--- EXERCISE DATA Enclosed Below ---

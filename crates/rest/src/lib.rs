//! REST (HTTP/JSON) adapter for the queue gateway.

pub mod api;
pub mod handlers;
pub mod server;

/// Request and response bodies.
pub use api::{
    BrowseNextRequest, Encoding, ErrorBody, HealthResponse, InquireRequest, InquireResponse,
    PutRequest, PutResponse, ReadRequest, ReadResponse,
};
/// Router construction and error mapping.
pub use handlers::{ApiError, router, status_for};
/// Listener lifecycle.
pub use server::RestServer;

--- End of Enclosed EXERCISE DATA ---

EXERCISE AIM - In the listing above, which lines include the string "handlers"? Return every one of them.

SOLUTION FOR THIS TASK -
pub mod handlers;
pub use handlers::{ApiError, router, status_for};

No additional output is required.